RNAseq analysis of mouse tumor-infiltrating CD8 T cells WT or KO for AhR

Cancer immuno-surveillance and response to checkpoint blockade therapy can be affected by multiple environmental factors, including nutrition. However, the direct effects of individual nutrients on anti-tumoral immune responses remain poorly understood. Here we addressed the impact of dietary ligands of Aryl Hydrocarbon receptor (AhR), a transcription factor activated by indoles and tryptophan catabolites generated through food digestion and microbiota metabolism. We show that T cells are the direct cellular targets of dietary AhR ligands.
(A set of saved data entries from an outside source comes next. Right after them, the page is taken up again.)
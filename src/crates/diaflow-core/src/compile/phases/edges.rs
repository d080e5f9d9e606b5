//! Phase 4: build executable edges, consult rules, index dependencies.

use crate::compile::context::{CompilationContext, CompilationPhase, CompilerPhase};
use crate::diagram::ExecutableEdge;
use crate::rules::RuleRegistry;

pub struct EdgeBuildingPhase;

impl CompilerPhase for EdgeBuildingPhase {
    fn phase(&self) -> CompilationPhase {
        CompilationPhase::EdgeBuilding
    }

    fn run(&self, ctx: &mut CompilationContext) {
        let mut edges = Vec::with_capacity(ctx.resolved.len());
        let mut failures = Vec::new();

        for connection in &ctx.resolved {
            let arrow = &ctx.domain.arrows[connection.arrow_index];
            let source = ctx.typed_node(&connection.source_node);
            let target = ctx.typed_node(&connection.target_node);
            let (Some(source), Some(target)) = (source, target) else {
                // Typed node missing means an earlier phase already
                // reported the node; don't double-report.
                continue;
            };

            // Connection legality is fail-closed through the registry.
            if !ctx
                .registry
                .can_connect(source.node_type(), target.node_type())
            {
                let reason = ctx
                    .registry
                    .connection_reason(source.node_type(), target.node_type())
                    .unwrap_or_else(|| "connection denied by rule registry".into());
                failures.push((arrow.id.clone(), reason));
                continue;
            }

            let type_based = ctx.registry.data_transform(source, target);
            let edge_specific = arrow
                .data
                .as_ref()
                .and_then(|d| d.get("transform_rules"))
                .and_then(|v| v.as_object())
                .cloned()
                .unwrap_or_default();
            let transform_rules = RuleRegistry::merge_transforms(edge_specific, type_based);

            let mut metadata = arrow.data.clone().unwrap_or_default();
            metadata.remove("transform_rules");
            if let Some(label) = &arrow.label {
                metadata.insert("label".into(), serde_json::Value::String(label.clone()));
            }

            edges.push(ExecutableEdge {
                id: arrow.id.clone(),
                source_node_id: connection.source_node.clone(),
                source_output: connection.source_output.clone(),
                target_node_id: connection.target_node.clone(),
                target_input: connection.target_input.clone(),
                content_type: arrow.content_type,
                transform_rules,
                metadata,
            });

            ctx.node_dependencies
                .entry(connection.target_node.clone())
                .or_default()
                .insert(connection.source_node.clone());
        }

        for (arrow_id, reason) in failures {
            ctx.arrow_error(self.phase(), arrow_id, reason);
        }
        ctx.edges = edges;
    }
}

#[cfg(test)]
mod tests {
    use super::*;
    use crate::compile::phases::resolution::ConnectionResolutionPhase;
    use crate::compile::phases::transform::NodeTransformationPhase;
    use crate::compile::phases::validation::ValidationPhase;
    use crate::domain::{DomainArrow, DomainDiagram, DomainNode, NodeType};
    use crate::rules::{Environment, RuleRegistry};
    use serde_json::json;
    use std::sync::Arc;

    fn build_edges(domain: DomainDiagram) -> CompilationContext {
        let registry = Arc::new(RuleRegistry::with_defaults(Environment::Testing));
        let mut ctx = CompilationContext::new(domain, registry);
        ValidationPhase.run(&mut ctx);
        NodeTransformationPhase::new().run(&mut ctx);
        ConnectionResolutionPhase.run(&mut ctx);
        ctx.result.errors.clear();
        EdgeBuildingPhase.run(&mut ctx);
        ctx
    }

    #[test]
    fn test_builds_edges_and_dependencies() {
        let domain = DomainDiagram::new()
            .with_node(DomainNode::new("s", NodeType::Start))
            .with_node(DomainNode::new("j", NodeType::CodeJob).with_prop("code", json!("1")))
            .with_node(DomainNode::new("e", NodeType::Endpoint))
            .with_arrow(DomainArrow::new("a1", "s:default", "j:default"))
            .with_arrow(DomainArrow::new("a2", "j:default", "e:default"));
        let ctx = build_edges(domain);

        assert!(ctx.result.errors.is_empty());
        assert_eq!(ctx.edges.len(), 2);
        assert!(ctx.node_dependencies.get("j").unwrap().contains("s"));
        assert!(ctx.node_dependencies.get("e").unwrap().contains("j"));
    }

    #[test]
    fn test_tool_extraction_transform_populated() {
        let domain = DomainDiagram::new()
            .with_node(DomainNode::new("s", NodeType::Start))
            .with_node(
                DomainNode::new("p", NodeType::PersonJob)
                    .with_prop("person", json!("alice"))
                    .with_prop("tools", json!(["search"])),
            )
            .with_node(DomainNode::new("e", NodeType::Endpoint))
            .with_arrow(DomainArrow::new("a1", "s:default", "p:first"))
            .with_arrow(DomainArrow::new("a2", "p:default", "e:default"));
        let ctx = build_edges(domain);

        let edge = ctx.edges.iter().find(|e| e.id == "a2").unwrap();
        assert_eq!(
            edge.transform_rules.get("extract_tool_results"),
            Some(&json!(true))
        );
    }

    #[test]
    fn test_edge_specific_transform_overrides_type_based() {
        let mut data = serde_json::Map::new();
        data.insert(
            "transform_rules".into(),
            json!({"extract_tool_results": false}),
        );
        let mut arrow = DomainArrow::new("a2", "p:default", "e:default");
        arrow.data = Some(data);

        let domain = DomainDiagram::new()
            .with_node(DomainNode::new("s", NodeType::Start))
            .with_node(
                DomainNode::new("p", NodeType::PersonJob)
                    .with_prop("person", json!("alice"))
                    .with_prop("tools", json!(["search"])),
            )
            .with_node(DomainNode::new("e", NodeType::Endpoint))
            .with_arrow(DomainArrow::new("a1", "s:default", "p:first"))
            .with_arrow(arrow);
        let ctx = build_edges(domain);

        let edge = ctx.edges.iter().find(|e| e.id == "a2").unwrap();
        assert_eq!(
            edge.transform_rules.get("extract_tool_results"),
            Some(&json!(false))
        );
    }
}
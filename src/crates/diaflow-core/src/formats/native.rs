//! Native JSON format: id-keyed maps.
//!
//! ```json
//! {
//!   "nodes":   { "<id>": { "type", "position", "data" } },
//!   "arrows":  { "<id>": { "source", "target", "content_type"?, "label"?, "data"? } },
//!   "handles": { "<id>": { "node_id", "label", "direction", "data_type", "position"? } },
//!   "persons": { "<id>": { "label", "llm_config" } },
//!   "metadata": { ... }
//! }
//! ```
//!
//! Maps are keyed by id (sorted on output), so
//! `serialize(deserialize(x)) == normalize(x)` up to formatting
//! whitespace.

use crate::domain::{
    ContentType, DataType, DiagramMetadata, DomainArrow, DomainDiagram, DomainHandle, DomainNode,
    DomainPerson, NodeType, PersonLlmConfig, Vec2,
};
use crate::error::Result;
use crate::handles::{HandleDirection, HandleLabel};
use serde::{Deserialize, Serialize};
use std::collections::BTreeMap;

#[derive(Serialize, Deserialize)]
struct NativeDiagram {
    #[serde(default)]
    nodes: BTreeMap<String, NativeNode>,
    #[serde(default)]
    arrows: BTreeMap<String, NativeArrow>,
    #[serde(default)]
    handles: BTreeMap<String, NativeHandle>,
    #[serde(default)]
    persons: BTreeMap<String, NativePerson>,
    #[serde(default, skip_serializing_if = "Option::is_none")]
    metadata: Option<DiagramMetadata>,
}

#[derive(Serialize, Deserialize)]
struct NativeNode {
    #[serde(rename = "type")]
    node_type: NodeType,
    #[serde(default)]
    position: Vec2,
    #[serde(default)]
    data: serde_json::Map<String, serde_json::Value>,
}

#[derive(Serialize, Deserialize)]
struct NativeArrow {
    source: String,
    target: String,
    #[serde(default, skip_serializing_if = "Option::is_none")]
    content_type: Option<ContentType>,
    #[serde(default, skip_serializing_if = "Option::is_none")]
    label: Option<String>,
    #[serde(default, skip_serializing_if = "Option::is_none")]
    data: Option<serde_json::Map<String, serde_json::Value>>,
}

#[derive(Serialize, Deserialize)]
struct NativeHandle {
    node_id: String,
    label: HandleLabel,
    direction: HandleDirection,
    #[serde(default)]
    data_type: DataType,
    #[serde(default, skip_serializing_if = "Option::is_none")]
    position: Option<String>,
}

#[derive(Serialize, Deserialize)]
struct NativePerson {
    label: String,
    llm_config: PersonLlmConfig,
}

/// Serialize to pretty-printed Native JSON.
pub fn serialize(diagram: &DomainDiagram) -> Result<String> {
    let native = NativeDiagram {
        nodes: diagram
            .nodes
            .iter()
            .map(|n| {
                (
                    n.id.clone(),
                    NativeNode {
                        node_type: n.node_type,
                        position: n.position,
                        data: n.data.clone(),
                    },
                )
            })
            .collect(),
        arrows: diagram
            .arrows
            .iter()
            .map(|a| {
                (
                    a.id.clone(),
                    NativeArrow {
                        source: a.source.clone(),
                        target: a.target.clone(),
                        content_type: a.content_type,
                        label: a.label.clone(),
                        data: a.data.clone(),
                    },
                )
            })
            .collect(),
        handles: diagram
            .handles
            .iter()
            .map(|h| {
                (
                    h.id.clone(),
                    NativeHandle {
                        node_id: h.node_id.clone(),
                        label: h.label.clone(),
                        direction: h.direction,
                        data_type: h.data_type,
                        position: h.position.clone(),
                    },
                )
            })
            .collect(),
        persons: diagram
            .persons
            .iter()
            .map(|p| {
                (
                    p.id.clone(),
                    NativePerson {
                        label: p.label.clone(),
                        llm_config: p.llm_config.clone(),
                    },
                )
            })
            .collect(),
        metadata: diagram.metadata.clone(),
    };
    Ok(serde_json::to_string_pretty(&native)?)
}

/// Deserialize from Native JSON.
pub fn deserialize(content: &str) -> Result<DomainDiagram> {
    let native: NativeDiagram = serde_json::from_str(content)?;
    Ok(DomainDiagram {
        nodes: native
            .nodes
            .into_iter()
            .map(|(id, n)| DomainNode {
                id,
                node_type: n.node_type,
                position: n.position,
                data: n.data,
            })
            .collect(),
        arrows: native
            .arrows
            .into_iter()
            .map(|(id, a)| DomainArrow {
                id,
                source: a.source,
                target: a.target,
                content_type: a.content_type,
                label: a.label,
                data: a.data,
            })
            .collect(),
        handles: native
            .handles
            .into_iter()
            .map(|(id, h)| DomainHandle {
                id,
                node_id: h.node_id,
                label: h.label,
                direction: h.direction,
                data_type: h.data_type,
                position: h.position,
            })
            .collect(),
        persons: native
            .persons
            .into_iter()
            .map(|(id, p)| DomainPerson {
                id,
                label: p.label,
                llm_config: p.llm_config,
            })
            .collect(),
        metadata: native.metadata,
    })
}

#[cfg(test)]
mod tests {
    use super::*;
    use crate::domain::LlmProvider;
    use serde_json::json;

    fn sample() -> DomainDiagram {
        DomainDiagram {
            nodes: vec![
                DomainNode::new("s", NodeType::Start),
                DomainNode::new("p", NodeType::PersonJob)
                    .with_prop("person", json!("alice"))
                    .with_prop("max_iteration", json!(2)),
                DomainNode::new("e", NodeType::Endpoint),
            ],
            arrows: vec![
                DomainArrow::new("a1", "s:default", "p:first"),
                DomainArrow::new("a2", "p:default", "e:default"),
            ],
            handles: vec![],
            persons: vec![DomainPerson {
                id: "alice".into(),
                label: "Alice".into(),
                llm_config: PersonLlmConfig {
                    service: LlmProvider::Openai,
                    model: "gpt-4o-mini".into(),
                    api_key_id: "default".into(),
                    system_prompt: Some("be terse".into()),
                    temperature: None,
                    max_tokens: None,
                },
            }],
            metadata: Some(DiagramMetadata {
                id: Some("d1".into()),
                name: Some("sample".into()),
                description: None,
                version: Some("1".into()),
            }),
        }
    }

    #[test]
    fn test_round_trip_is_normalizing_identity() {
        let first = serialize(&sample()).unwrap();
        let parsed = deserialize(&first).unwrap();
        let second = serialize(&parsed).unwrap();

        let a: serde_json::Value = serde_json::from_str(&first).unwrap();
        let b: serde_json::Value = serde_json::from_str(&second).unwrap();
        assert_eq!(a, b);
    }

    #[test]
    fn test_shape_is_id_keyed() {
        let text = serialize(&sample()).unwrap();
        let value: serde_json::Value = serde_json::from_str(&text).unwrap();
        assert_eq!(value["nodes"]["p"]["type"], "person_job");
        assert_eq!(value["arrows"]["a1"]["source"], "s:default");
        assert_eq!(value["persons"]["alice"]["label"], "Alice");
    }

    #[test]
    fn test_missing_sections_default_empty() {
        let parsed = deserialize("{\"nodes\": {}}").unwrap();
        assert!(parsed.nodes.is_empty());
        assert!(parsed.arrows.is_empty());
        assert!(parsed.persons.is_empty());
    }
}
//! Phase 3: resolve arrow handles to `(node, label)` endpoint tuples.

use crate::compile::context::{
    CompilationContext, CompilationPhase, CompilerPhase, ResolvedConnection,
};
use crate::handles::{self, HandleDirection, HandleLabel};

pub struct ConnectionResolutionPhase;

impl CompilerPhase for ConnectionResolutionPhase {
    fn phase(&self) -> CompilationPhase {
        CompilationPhase::ConnectionResolution
    }

    fn run(&self, ctx: &mut CompilationContext) {
        let mut resolved = Vec::with_capacity(ctx.domain.arrows.len());
        let mut failures = Vec::new();

        for (index, arrow) in ctx.domain.arrows.iter().enumerate() {
            let source = match handles::parse_handle_id(&arrow.source) {
                Ok(parsed) => parsed,
                Err(err) => {
                    failures.push((arrow.id.clone(), err.to_string()));
                    continue;
                }
            };
            let target = match handles::parse_handle_id(&arrow.target) {
                Ok(parsed) => parsed,
                Err(err) => {
                    failures.push((arrow.id.clone(), err.to_string()));
                    continue;
                }
            };

            let mut ok = true;
            if let Some(message) = check_handle(
                ctx,
                &source.node_id,
                &source.label,
                HandleDirection::Output,
            ) {
                failures.push((arrow.id.clone(), message));
                ok = false;
            }
            if let Some(message) =
                check_handle(ctx, &target.node_id, &target.label, HandleDirection::Input)
            {
                failures.push((arrow.id.clone(), message));
                ok = false;
            }

            if ok {
                resolved.push(ResolvedConnection {
                    arrow_index: index,
                    source_node: source.node_id,
                    source_output: source.label,
                    target_node: target.node_id,
                    target_input: target.label,
                });
            }
        }

        for (arrow_id, message) in failures {
            ctx.arrow_error(self.phase(), arrow_id, message);
        }
        ctx.resolved = resolved;
    }
}

/// Verify the node exists in the handle index and exposes the label with
/// the expected direction.
fn check_handle(
    ctx: &CompilationContext,
    node_id: &str,
    label: &HandleLabel,
    direction: HandleDirection,
) -> Option<String> {
    let Some(specs) = ctx.handles.get(node_id) else {
        return Some(format!("handle references unknown node '{node_id}'"));
    };
    let found = specs
        .iter()
        .any(|spec| &spec.label == label && spec.direction == direction);
    if found {
        None
    } else {
        let side = match direction {
            HandleDirection::Output => "output",
            HandleDirection::Input => "input",
        };
        Some(format!(
            "node '{node_id}' has no {side} handle labeled '{label}'"
        ))
    }
}

#[cfg(test)]
mod tests {
    use super::*;
    use crate::compile::phases::validation::ValidationPhase;
    use crate::domain::{DomainArrow, DomainDiagram, DomainNode, NodeType};
    use crate::rules::{Environment, RuleRegistry};
    use std::sync::Arc;

    fn resolve(domain: DomainDiagram) -> CompilationContext {
        let registry = Arc::new(RuleRegistry::with_defaults(Environment::Testing));
        let mut ctx = CompilationContext::new(domain, registry);
        ValidationPhase.run(&mut ctx); // builds the handle index
        ctx.result.errors.clear();
        ConnectionResolutionPhase.run(&mut ctx);
        ctx
    }

    #[test]
    fn test_resolves_default_handles() {
        let domain = DomainDiagram::new()
            .with_node(DomainNode::new("s", NodeType::Start))
            .with_node(DomainNode::new("e", NodeType::Endpoint))
            .with_arrow(DomainArrow::new("a1", "s:default", "e:default"));
        let ctx = resolve(domain);

        assert!(ctx.result.errors.is_empty());
        assert_eq!(ctx.resolved.len(), 1);
        assert_eq!(ctx.resolved[0].source_node, "s");
        assert_eq!(ctx.resolved[0].target_input, HandleLabel::Default);
    }

    #[test]
    fn test_direction_mismatch_rejected() {
        // An endpoint's default handles are input-only, so using one as a
        // source must fail resolution.
        let domain = DomainDiagram::new()
            .with_node(DomainNode::new("s", NodeType::Start))
            .with_node(DomainNode::new("e", NodeType::Endpoint))
            .with_arrow(DomainArrow::new("a1", "e:default", "s:default"));
        let ctx = resolve(domain);

        assert!(ctx
            .result
            .errors
            .iter()
            .any(|e| e.message.contains("no output handle")));
    }

    #[test]
    fn test_missing_branch_handle_rejected() {
        let domain = DomainDiagram::new()
            .with_node(DomainNode::new("s", NodeType::Start))
            .with_node(DomainNode::new("e", NodeType::Endpoint))
            .with_arrow(DomainArrow::new("a1", "s:condtrue", "e:default"));
        let ctx = resolve(domain);

        let err = ctx.result.errors.first().unwrap();
        assert!(err.message.contains("condtrue"));
        assert_eq!(err.arrow_id.as_deref(), Some("a1"));
    }
}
Transcriptomic analysis showed that tonic activation of AhR promotes anti-PD1-mediated reinvigoration of progenitor exhausted CD8 T cells by controlling their metabolic fitness, and licences the functional program of effector CD8 T cells. For RNA-seq analysis of T cells, samples were prepared by pooling tumors from 4 individual mice in each group. Cells were sorted on a FACSAria instrument. Effector CD8 T cells were gated as live CD11b- CD3+ CD4- CD8+ PD1- CD62L- and 'progenitor exhausted' CD8 T cells were gated as live CD11b- CD3+ CD4- CD8+ PD1+ CD62L- Slamf6+.